Tip: Add a pinch of saffron to cooking water when preparing rice or to add flavour and colour to a tomato sauce. It’s also great when added to paella.
Ginger for nausea and headaches
Ginger has been shown to have strong anti-inflammatory properties which are a result of the active compounds called gingerols, says Rob. He adds: “Traditionally, ginger has been used to treat nausea, including sickness caused by
pregnancy, chemotherapy and sea sickness.” It can also boost circulation to the extremities, says Alix, who adds: “If you’re coming down with a cold or flu, it can help increase body temperature to fight infection, and may have direct
The analgesic and anti-inflammatory properties of ginger help tackle the pain and swelling of a sore throat , says Gurpareet Bains, author of The Superfood Diet.
And, in studies, an eighth of a teaspoon of ginger treated migraine headaches as well as painkilling drugs did.
Tip: Add ginger to stir fries, grate into sauces and dressings or steep some grated ginger in hot water with honey and lemon to relieve nausea or cold symptoms.
Cinnamon for blood sugar control
Dr Marilyn Glenville, who is a nutritionist and the author of Natural Alternatives to Sugar, says: “Studies suggest that adding cinnamon to food might help... control blood sugar, by lowering post-meal blood sugar spikes.”
Tip: Sprinkle cinnamon on your cappuccino, Greek yoghurt or porridge.
Cumin to help with weight loss
Dieters who include cumin seeds into their healthy eating plans lose more weight, says Dr Glenville.
“Research has shown that adding just one teaspoon a day of cumin to yoghurt for three months will help you lose three more pounds than those who don’t.

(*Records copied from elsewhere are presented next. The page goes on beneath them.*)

//! Route and query template parsing.
//!
//! A route template is `/`-delimited; a segment starting with `:` is a named
//! placeholder. A query template is `&`-delimited with the same placeholder
//! rule. Parsing pairs every placeholder, path first then query, each left
//! to right, with the next entry of the action's declared parameter types.

use crate::binder::ParamType;
use crate::error::Error;

/// One token of a route or query template.
#[derive(Clone, Debug, Eq, PartialEq)]
pub enum UrlToken {
    Literal(String),
    Placeholder(String),
}

impl UrlToken {
    fn parse(raw: &str) -> Self {
        match raw.strip_prefix(':') {
            Some(name) => Self::Placeholder(name.to_owned()),
            None => Self::Literal(raw.to_owned()),
        }
    }
}

/// Where a parameter's raw value comes from.
#[derive(Clone, Copy, Debug, Eq, PartialEq)]
pub enum ParameterSource {
    Segment,
    QueryStringVariable,
}

#[derive(Clone, Debug, PartialEq)]
pub struct RouteParameter {
    name: String,
    data_type: ParamType,
    source: ParameterSource,
}

impl RouteParameter {
    pub fn name(&self) -> &str { &self.name }
    pub fn data_type(&self) -> ParamType { self.data_type }
    pub fn source(&self) -> ParameterSource { self.source }
}

/// The parsed form of an action's route and query templates.
#[derive(Clone, Debug, Default, PartialEq)]
pub struct ActionUrl {
    segments: Vec<UrlToken>,
    query_string: Vec<UrlToken>,
    parameters: Vec<RouteParameter>,
}

/// Declared type for a placeholder that has no matching entry.
const UNDECLARED: ParamType = ParamType::Other("undefined");

impl ActionUrl {
    /// Parses `route` and `query` against the owning action's declared
    /// parameter types. `None` for `parameters` means there is no owning
    /// action and fails with [`Error::MissingActionType`].
    ///
    /// ```rust
    /// use keel::ParamType;
    /// use keel::metadata::{ActionUrl, ParameterSource};
    ///
    /// let url = ActionUrl::parse(
    ///     Some("action/:var1/:var2"),
    ///     Some(":var3&:var4"),
    ///     Some(&[ParamType::Number, ParamType::Text, ParamType::Boolean, ParamType::Date]),
    /// ).unwrap();
    ///
    /// let names: Vec<_> = url.parameters().iter().map(|p| p.name()).collect();
    /// assert_eq!(names, ["var1", "var2", "var3", "var4"]);
    /// assert_eq!(url.parameters()[2].source(), ParameterSource::QueryStringVariable);
    /// ```
    pub fn parse(route: Option<&str>, query: Option<&str>, parameters: Option<&[ParamType]>) -> Result<Self, Error> {
        let declared = parameters.ok_or(Error::MissingActionType)?;

        let segments: Vec<UrlToken> = split_tokens(route, &['/', '?']);
        let query_string: Vec<UrlToken> = split_tokens(query, &['?', '&']);

        let mut types = declared.iter().copied();
        let mut next_type = || types.next().unwrap_or(UNDECLARED);

        let mut params = Vec::new();
        for (tokens, source) in [
            (&segments, ParameterSource::Segment),
            (&query_string, ParameterSource::QueryStringVariable),
        ] {
            for token in tokens {
                if let UrlToken::Placeholder(name) = token {
                    params.push(RouteParameter { name: name.clone(), data_type: next_type(), source });
                }
            }
        }

        Ok(Self { segments, query_string, parameters: params })
    }

    pub fn segments(&self) -> &[UrlToken] { &self.segments }
    pub fn query_string(&self) -> &[UrlToken] { &self.query_string }
    pub fn parameters(&self) -> &[RouteParameter] { &self.parameters }
}

fn split_tokens(template: Option<&str>, delimiters: &[char]) -> Vec<UrlToken> {
    template
        .unwrap_or("")
        .split(delimiters)
        .filter(|part| !part.is_empty())
        .map(UrlToken::parse)
        .collect()
}

// ── Route strings ─────────────────────────────────────────────────────────────

/// Strips one trailing `/` from a controller prefix. `None` is the root.
pub fn normalize_prefix(route: Option<&str>) -> String {
    let route = route.unwrap_or("");
    route.strip_suffix('/').unwrap_or(route).to_owned()
}

/// Joins a controller prefix and an action suffix, inserting `/` only when
/// neither side supplies one. An empty suffix adds nothing.
///
/// ```rust
/// use keel::metadata::merge_route;
///
/// assert_eq!(merge_route("users", ":id"), "users/:id");
/// assert_eq!(merge_route("users/", "/:id"), "users/:id");
/// assert_eq!(merge_route("", "health"), "/health");
/// ```
pub fn merge_route(prefix: &str, suffix: &str) -> String {
    if suffix.is_empty() {
        return prefix.to_owned();
    }
    match (prefix.ends_with('/'), suffix.starts_with('/')) {
        (true, true) => format!("{prefix}{}", &suffix[1..]),
        (false, false) => format!("{prefix}/{suffix}"),
        _ => format!("{prefix}{suffix}"),
    }
}

/// Turns a merged route into the path mounted on the radix router: rooted
/// at `/`, with `:name` segments rewritten to `{name}`.
pub(crate) fn to_router_path(route: &str) -> String {
    let mut path = String::with_capacity(route.len() + 1);
    for segment in route.split('/').filter(|s| !s.is_empty()) {
        path.push('/');
        match segment.strip_prefix(':') {
            Some(name) => {
                path.push('{');
                path.push_str(name);
                path.push('}');
            }
            None => path.push_str(segment),
        }
    }
    if path.is_empty() {
        path.push('/');
    }
    path
}
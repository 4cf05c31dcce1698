//! The unit of dispatch: one controller paired with one of its actions.

use std::fmt;
use std::sync::Arc;

use super::action::ActionType;
use super::controller::ControllerType;
use super::url::merge_route;

/// The `(controller, action)` pair one dispatch runs for.
#[derive(Clone)]
pub struct RoutingContext {
    controller: Arc<ControllerType>,
    action: Arc<ActionType>,
}

impl RoutingContext {
    pub fn new(controller: Arc<ControllerType>, action: Arc<ActionType>) -> Self {
        Self { controller, action }
    }

    pub fn controller_type(&self) -> &Arc<ControllerType> { &self.controller }
    pub fn action_type(&self) -> &Arc<ActionType> { &self.action }

    /// Controller prefix and action suffix joined with a single `/`.
    pub fn route(&self) -> String {
        merge_route(&self.controller.descriptor().route(), self.action.descriptor().route_template())
    }
}

/// `Controller.method`
impl fmt::Display for RoutingContext {
    fn fmt(&self, f: &mut fmt::Formatter<'_>) -> fmt::Result {
        write!(f, "{}.{}", self.controller.name(), self.action.method_name())
    }
}

impl fmt::Debug for RoutingContext {
    fn fmt(&self, f: &mut fmt::Formatter<'_>) -> fmt::Result {
        f.debug_struct("RoutingContext")
            .field("action", &self.to_string())
            .field("route", &self.route())
            .finish()
    }
}
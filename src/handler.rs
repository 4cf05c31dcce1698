//! Route handlers.
//!
//! A handler gets the request's shared [`HttpContext`], writes the response
//! through it and returns nothing. [`ApiRouter`](crate::ApiRouter) mounts one
//! handler per action; plain closures can be mounted next to them with
//! [`Router::on`](crate::Router::on).
//!
//! Handlers of different closure types live in the same radix tree, so each
//! is boxed once at registration:
//!
//! ```text
//! router.on(Method::Get, "/ping", |ctx| async move { … })
//!        ↓ Handler::into_boxed_handler
//! Arc<ContextHandler<F>>  as  BoxedHandler
//!        ↓ per matched request
//! handler.call(ctx).await
//! ```

use std::future::Future;
use std::pin::Pin;
use std::sync::Arc;

use crate::context::HttpContext;

pub(crate) type BoxFuture = Pin<Box<dyn Future<Output = ()> + Send + 'static>>;

/// Object-safe face of a handler. Public only because
/// [`Handler::into_boxed_handler`] names it.
#[doc(hidden)]
pub trait ErasedHandler {
    fn call(&self, ctx: Arc<HttpContext>) -> BoxFuture;
}

#[doc(hidden)]
pub type BoxedHandler = Arc<dyn ErasedHandler + Send + Sync + 'static>;

/// Any `Fn(Arc<HttpContext>) -> impl Future<Output = ()>` that is
/// `Send + Sync + 'static`. Sealed.
pub trait Handler: sealed::Sealed + Send + Sync + 'static {
    #[doc(hidden)]
    fn into_boxed_handler(self) -> BoxedHandler;
}

mod sealed {
    pub trait Sealed {}
}

impl<F, Fut> sealed::Sealed for F
where
    F: Fn(Arc<HttpContext>) -> Fut + Send + Sync + 'static,
    Fut: Future<Output = ()> + Send + 'static,
{
}

impl<F, Fut> Handler for F
where
    F: Fn(Arc<HttpContext>) -> Fut + Send + Sync + 'static,
    Fut: Future<Output = ()> + Send + 'static,
{
    fn into_boxed_handler(self) -> BoxedHandler {
        Arc::new(ContextHandler(self))
    }
}

struct ContextHandler<F>(F);

impl<F, Fut> ErasedHandler for ContextHandler<F>
where
    F: Fn(Arc<HttpContext>) -> Fut + Send + Sync,
    Fut: Future<Output = ()> + Send + 'static,
{
    fn call(&self, ctx: Arc<HttpContext>) -> BoxFuture {
        Box::pin((self.0)(ctx))
    }
}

“And that’s not all – those taking the cumin each day lost three times as much body fat as the group just taking the yoghurt without the cumin added.”
Tip: Add it to Indian dishes and try a teaspoon a day in yoghurt.
Nutmeg to boost battle with insomnia
This spice, which is hailed as having significant sedative properties, is used in Ayurvedic medicine to treat insomnia, says Gurpareet.
Tip: Add a pinch to warm milk before bed. Milk contains tryptophan, an amino acid that helps to raise serotonin and melatonin levels in the body, both of which can help induce sleep.
Nigella seeds for relief of allergies
These pungent seeds used in some curries have antihistamine properties. Researchers at the Humboldt University of Berlin carried out four studies on 152 patients with allergies including hay fever, bronchial asthma and atopic eczema .
They were treated with oil extracted from nigella seeds and experienced significant improvement in their symptoms.
Tip: Fry some nigella seeds and stir into scrambled eggs at breakfast time.